Everything from the first line of the entries below through the line holding "pub const MAX: Self = Self::Experimental;" must be printed exactly as written.

════

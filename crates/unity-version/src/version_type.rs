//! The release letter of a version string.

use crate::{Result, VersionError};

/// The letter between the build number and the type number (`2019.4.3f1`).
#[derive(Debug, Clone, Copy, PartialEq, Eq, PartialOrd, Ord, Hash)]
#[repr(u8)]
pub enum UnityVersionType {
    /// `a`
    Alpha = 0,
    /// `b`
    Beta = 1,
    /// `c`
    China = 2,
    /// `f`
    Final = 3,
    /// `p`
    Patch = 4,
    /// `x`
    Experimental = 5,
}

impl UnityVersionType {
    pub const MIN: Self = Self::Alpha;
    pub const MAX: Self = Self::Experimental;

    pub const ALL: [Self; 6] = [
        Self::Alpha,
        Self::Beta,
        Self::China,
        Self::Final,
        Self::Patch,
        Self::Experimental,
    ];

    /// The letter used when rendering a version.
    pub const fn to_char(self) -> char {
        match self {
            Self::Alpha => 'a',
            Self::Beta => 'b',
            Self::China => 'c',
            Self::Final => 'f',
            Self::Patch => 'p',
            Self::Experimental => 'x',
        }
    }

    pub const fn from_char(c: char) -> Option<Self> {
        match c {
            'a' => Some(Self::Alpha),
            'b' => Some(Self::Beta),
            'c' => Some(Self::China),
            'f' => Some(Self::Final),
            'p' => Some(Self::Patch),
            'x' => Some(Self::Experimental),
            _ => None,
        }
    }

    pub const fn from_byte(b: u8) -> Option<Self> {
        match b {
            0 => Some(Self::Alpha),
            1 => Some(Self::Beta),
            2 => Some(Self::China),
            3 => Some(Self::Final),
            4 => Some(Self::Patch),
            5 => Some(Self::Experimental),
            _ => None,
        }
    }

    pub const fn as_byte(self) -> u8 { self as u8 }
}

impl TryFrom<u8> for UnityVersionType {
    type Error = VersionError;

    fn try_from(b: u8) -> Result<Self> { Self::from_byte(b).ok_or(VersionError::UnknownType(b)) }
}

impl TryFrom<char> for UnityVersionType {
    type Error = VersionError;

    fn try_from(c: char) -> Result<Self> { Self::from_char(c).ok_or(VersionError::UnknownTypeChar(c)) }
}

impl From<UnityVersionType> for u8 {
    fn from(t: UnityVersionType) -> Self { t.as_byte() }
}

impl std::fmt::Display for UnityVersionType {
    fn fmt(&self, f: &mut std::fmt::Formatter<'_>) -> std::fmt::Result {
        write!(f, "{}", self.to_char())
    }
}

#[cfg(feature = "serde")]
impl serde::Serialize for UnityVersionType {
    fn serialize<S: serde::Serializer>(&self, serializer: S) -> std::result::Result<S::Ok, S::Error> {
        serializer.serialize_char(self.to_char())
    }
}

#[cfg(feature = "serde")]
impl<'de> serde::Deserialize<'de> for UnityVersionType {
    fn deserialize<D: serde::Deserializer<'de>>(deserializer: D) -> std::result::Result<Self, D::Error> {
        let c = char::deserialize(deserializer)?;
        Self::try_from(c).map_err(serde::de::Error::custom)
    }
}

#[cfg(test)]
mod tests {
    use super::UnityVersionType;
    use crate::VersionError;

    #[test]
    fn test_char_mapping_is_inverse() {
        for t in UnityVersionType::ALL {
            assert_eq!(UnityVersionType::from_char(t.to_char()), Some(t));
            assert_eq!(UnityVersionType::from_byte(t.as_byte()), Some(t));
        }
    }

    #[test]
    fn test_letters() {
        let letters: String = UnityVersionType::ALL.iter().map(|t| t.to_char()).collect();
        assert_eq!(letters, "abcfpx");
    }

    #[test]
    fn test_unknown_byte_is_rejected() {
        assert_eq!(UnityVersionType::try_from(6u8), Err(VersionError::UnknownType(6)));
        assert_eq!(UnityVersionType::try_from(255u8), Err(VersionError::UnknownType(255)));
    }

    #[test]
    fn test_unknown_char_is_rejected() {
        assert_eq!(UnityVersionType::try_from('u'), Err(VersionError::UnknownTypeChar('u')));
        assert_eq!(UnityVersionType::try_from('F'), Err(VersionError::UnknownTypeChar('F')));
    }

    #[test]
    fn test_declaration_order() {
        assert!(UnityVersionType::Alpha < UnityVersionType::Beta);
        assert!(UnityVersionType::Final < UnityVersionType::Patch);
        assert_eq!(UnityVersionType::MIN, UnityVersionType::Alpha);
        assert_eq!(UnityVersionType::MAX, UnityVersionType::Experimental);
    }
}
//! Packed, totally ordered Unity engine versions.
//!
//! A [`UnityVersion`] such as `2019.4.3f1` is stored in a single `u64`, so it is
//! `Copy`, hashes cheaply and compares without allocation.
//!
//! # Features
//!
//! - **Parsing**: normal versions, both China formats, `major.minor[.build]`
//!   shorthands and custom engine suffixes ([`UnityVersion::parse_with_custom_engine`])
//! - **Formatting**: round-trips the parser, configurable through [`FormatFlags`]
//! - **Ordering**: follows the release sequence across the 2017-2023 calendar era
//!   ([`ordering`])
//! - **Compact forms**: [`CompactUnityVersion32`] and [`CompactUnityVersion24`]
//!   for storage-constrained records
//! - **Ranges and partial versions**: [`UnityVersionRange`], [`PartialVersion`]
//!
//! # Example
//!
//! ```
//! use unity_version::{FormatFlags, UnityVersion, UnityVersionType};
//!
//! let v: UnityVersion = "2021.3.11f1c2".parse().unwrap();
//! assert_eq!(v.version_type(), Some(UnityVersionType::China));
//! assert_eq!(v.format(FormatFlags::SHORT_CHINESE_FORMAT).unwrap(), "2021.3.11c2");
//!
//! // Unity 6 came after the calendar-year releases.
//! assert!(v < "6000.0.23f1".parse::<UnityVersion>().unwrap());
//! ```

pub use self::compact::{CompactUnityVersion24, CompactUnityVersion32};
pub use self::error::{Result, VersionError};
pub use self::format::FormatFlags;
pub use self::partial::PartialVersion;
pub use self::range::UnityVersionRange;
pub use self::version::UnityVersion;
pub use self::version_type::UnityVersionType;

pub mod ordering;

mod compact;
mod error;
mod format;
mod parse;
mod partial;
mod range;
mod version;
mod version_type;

════

OUTPUT BELOW ::
filename crates/unity-version/src/version_type.rs
//! The release letter of a version string.

use crate::{Result, VersionError};

/// The letter between the build number and the type number (`2019.4.3f1`).
#[derive(Debug, Clone, Copy, PartialEq, Eq, PartialOrd, Ord, Hash)]
#[repr(u8)]
pub enum UnityVersionType {
    /// `a`
    Alpha = 0,
    /// `b`
    Beta = 1,
    /// `c`
    China = 2,
    /// `f`
    Final = 3,
    /// `p`
    Patch = 4,
    /// `x`
    Experimental = 5,
}

impl UnityVersionType {
    pub const MIN: Self = Self::Alpha;
    pub const MAX: Self = Self::Experimental;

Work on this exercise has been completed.